**PROMPT:** Copy the records below verbatim, from the first line through the line containing "fn stair_add(&self, values: &[u32]) -> (Vec<u32>, u32);", inclusive, and output nothing else.

[EXERCISE INPUTS]

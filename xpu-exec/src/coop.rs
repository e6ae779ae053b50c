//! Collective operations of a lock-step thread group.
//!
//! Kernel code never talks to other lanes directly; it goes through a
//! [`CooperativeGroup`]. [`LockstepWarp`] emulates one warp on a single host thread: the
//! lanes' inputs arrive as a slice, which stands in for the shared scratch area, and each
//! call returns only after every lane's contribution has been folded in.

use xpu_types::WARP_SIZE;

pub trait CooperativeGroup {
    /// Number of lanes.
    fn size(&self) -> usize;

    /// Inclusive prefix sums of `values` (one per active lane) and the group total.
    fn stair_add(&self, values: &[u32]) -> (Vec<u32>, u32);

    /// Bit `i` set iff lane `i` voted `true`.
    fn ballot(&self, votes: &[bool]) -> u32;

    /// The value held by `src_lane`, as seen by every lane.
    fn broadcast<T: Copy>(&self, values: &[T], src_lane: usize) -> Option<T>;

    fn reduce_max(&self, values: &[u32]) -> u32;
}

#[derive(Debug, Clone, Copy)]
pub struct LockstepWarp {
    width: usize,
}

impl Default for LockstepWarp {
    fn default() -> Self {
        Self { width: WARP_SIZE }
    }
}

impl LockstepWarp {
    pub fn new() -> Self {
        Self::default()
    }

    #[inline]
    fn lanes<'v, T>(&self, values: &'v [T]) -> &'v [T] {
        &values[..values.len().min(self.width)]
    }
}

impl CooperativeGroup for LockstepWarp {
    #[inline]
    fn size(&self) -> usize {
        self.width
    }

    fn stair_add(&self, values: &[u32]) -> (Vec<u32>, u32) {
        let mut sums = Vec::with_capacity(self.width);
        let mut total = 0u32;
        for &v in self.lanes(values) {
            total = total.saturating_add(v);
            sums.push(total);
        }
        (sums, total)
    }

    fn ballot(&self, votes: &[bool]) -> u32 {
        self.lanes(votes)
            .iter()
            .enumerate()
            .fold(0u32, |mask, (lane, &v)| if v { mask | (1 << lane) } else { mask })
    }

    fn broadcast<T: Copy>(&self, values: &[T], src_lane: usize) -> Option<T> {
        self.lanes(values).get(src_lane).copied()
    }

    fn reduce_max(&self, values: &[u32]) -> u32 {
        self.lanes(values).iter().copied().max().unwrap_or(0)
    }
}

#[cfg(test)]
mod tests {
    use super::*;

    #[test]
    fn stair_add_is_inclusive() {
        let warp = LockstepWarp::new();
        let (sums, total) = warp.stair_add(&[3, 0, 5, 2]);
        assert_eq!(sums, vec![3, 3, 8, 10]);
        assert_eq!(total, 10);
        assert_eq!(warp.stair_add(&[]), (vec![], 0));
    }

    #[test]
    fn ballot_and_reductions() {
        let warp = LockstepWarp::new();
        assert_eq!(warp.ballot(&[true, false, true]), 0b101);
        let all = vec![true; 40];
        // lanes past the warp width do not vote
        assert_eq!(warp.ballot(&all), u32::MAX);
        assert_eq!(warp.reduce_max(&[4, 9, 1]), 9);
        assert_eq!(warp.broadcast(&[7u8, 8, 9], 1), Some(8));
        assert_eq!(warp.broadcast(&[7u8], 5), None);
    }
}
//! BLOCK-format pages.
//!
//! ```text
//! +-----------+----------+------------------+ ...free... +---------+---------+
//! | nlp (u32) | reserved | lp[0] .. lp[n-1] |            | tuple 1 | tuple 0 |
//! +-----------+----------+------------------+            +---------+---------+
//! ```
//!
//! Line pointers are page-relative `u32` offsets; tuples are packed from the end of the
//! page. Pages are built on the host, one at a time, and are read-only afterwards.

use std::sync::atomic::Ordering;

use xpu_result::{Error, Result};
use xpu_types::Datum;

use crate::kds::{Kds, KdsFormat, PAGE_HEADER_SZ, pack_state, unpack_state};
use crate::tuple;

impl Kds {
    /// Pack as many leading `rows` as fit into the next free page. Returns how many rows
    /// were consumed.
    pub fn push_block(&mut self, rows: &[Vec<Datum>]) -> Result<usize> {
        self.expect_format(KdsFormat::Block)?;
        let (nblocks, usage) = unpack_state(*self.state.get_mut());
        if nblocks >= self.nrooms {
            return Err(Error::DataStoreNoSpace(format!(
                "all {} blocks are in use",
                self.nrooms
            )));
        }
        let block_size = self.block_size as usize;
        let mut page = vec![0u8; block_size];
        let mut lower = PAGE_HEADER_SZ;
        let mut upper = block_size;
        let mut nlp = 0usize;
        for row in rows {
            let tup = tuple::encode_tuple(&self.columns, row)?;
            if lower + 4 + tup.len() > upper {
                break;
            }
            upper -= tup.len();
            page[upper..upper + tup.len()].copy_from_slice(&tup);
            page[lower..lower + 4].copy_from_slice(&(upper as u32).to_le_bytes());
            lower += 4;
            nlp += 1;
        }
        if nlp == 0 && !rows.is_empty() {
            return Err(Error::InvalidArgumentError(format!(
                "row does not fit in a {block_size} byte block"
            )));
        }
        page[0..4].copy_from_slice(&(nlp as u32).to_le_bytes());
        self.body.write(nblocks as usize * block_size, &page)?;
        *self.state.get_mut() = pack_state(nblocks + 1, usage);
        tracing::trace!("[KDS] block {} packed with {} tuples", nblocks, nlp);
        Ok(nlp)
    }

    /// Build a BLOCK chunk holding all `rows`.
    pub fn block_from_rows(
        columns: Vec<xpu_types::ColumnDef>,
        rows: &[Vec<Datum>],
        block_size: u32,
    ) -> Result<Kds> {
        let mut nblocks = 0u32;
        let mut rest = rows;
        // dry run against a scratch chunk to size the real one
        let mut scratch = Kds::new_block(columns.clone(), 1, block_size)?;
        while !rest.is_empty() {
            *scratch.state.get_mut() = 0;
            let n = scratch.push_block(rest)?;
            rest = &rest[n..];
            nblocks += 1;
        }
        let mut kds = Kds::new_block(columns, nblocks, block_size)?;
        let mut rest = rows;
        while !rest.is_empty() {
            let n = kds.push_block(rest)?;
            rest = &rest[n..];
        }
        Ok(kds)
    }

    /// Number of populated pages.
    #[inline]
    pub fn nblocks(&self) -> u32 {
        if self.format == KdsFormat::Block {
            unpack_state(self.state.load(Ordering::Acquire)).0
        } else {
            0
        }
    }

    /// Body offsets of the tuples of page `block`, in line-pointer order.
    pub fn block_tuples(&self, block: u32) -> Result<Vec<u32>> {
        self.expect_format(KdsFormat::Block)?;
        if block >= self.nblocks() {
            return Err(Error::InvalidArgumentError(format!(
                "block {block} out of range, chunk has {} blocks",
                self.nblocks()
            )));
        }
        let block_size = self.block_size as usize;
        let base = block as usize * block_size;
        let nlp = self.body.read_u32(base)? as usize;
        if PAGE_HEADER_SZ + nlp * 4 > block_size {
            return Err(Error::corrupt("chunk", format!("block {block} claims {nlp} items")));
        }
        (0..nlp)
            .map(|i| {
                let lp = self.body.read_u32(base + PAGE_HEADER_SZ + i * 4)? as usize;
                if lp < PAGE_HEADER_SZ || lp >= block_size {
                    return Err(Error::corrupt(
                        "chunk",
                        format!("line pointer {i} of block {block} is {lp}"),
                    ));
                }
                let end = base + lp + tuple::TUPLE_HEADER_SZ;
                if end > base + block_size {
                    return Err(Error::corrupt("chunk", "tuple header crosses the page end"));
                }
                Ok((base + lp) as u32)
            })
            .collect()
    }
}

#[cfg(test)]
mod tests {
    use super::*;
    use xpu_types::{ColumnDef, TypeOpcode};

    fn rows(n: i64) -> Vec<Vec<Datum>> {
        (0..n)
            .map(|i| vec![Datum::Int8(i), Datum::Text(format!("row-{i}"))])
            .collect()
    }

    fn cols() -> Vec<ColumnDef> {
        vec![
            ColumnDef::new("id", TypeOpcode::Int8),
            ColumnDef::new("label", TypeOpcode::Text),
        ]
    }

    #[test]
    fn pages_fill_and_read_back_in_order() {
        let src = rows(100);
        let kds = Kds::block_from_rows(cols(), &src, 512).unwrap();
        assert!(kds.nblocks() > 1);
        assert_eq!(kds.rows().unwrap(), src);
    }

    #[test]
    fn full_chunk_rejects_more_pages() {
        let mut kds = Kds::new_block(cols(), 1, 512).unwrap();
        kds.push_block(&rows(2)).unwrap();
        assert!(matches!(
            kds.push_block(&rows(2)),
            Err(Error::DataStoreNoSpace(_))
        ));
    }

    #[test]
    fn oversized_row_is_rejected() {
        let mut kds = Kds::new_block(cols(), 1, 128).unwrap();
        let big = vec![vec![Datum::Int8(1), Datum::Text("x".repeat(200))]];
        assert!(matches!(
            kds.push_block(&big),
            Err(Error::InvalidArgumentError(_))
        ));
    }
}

[/EXERCISE INPUTS]

**YOUR SOLUTION:**
filename xpu-exec/src/coop.rs
repository e6ae779ae053b50c
//! Collective operations of a lock-step thread group.
//!
//! Kernel code never talks to other lanes directly; it goes through a
//! [`CooperativeGroup`]. [`LockstepWarp`] emulates one warp on a single host thread: the
//! lanes' inputs arrive as a slice, which stands in for the shared scratch area, and each
//! call returns only after every lane's contribution has been folded in.

use xpu_types::WARP_SIZE;

pub trait CooperativeGroup {
    /// Number of lanes.
    fn size(&self) -> usize;

    /// Inclusive prefix sums of `values` (one per active lane) and the group total.
    fn stair_add(&self, values: &[u32]) -> (Vec<u32>, u32);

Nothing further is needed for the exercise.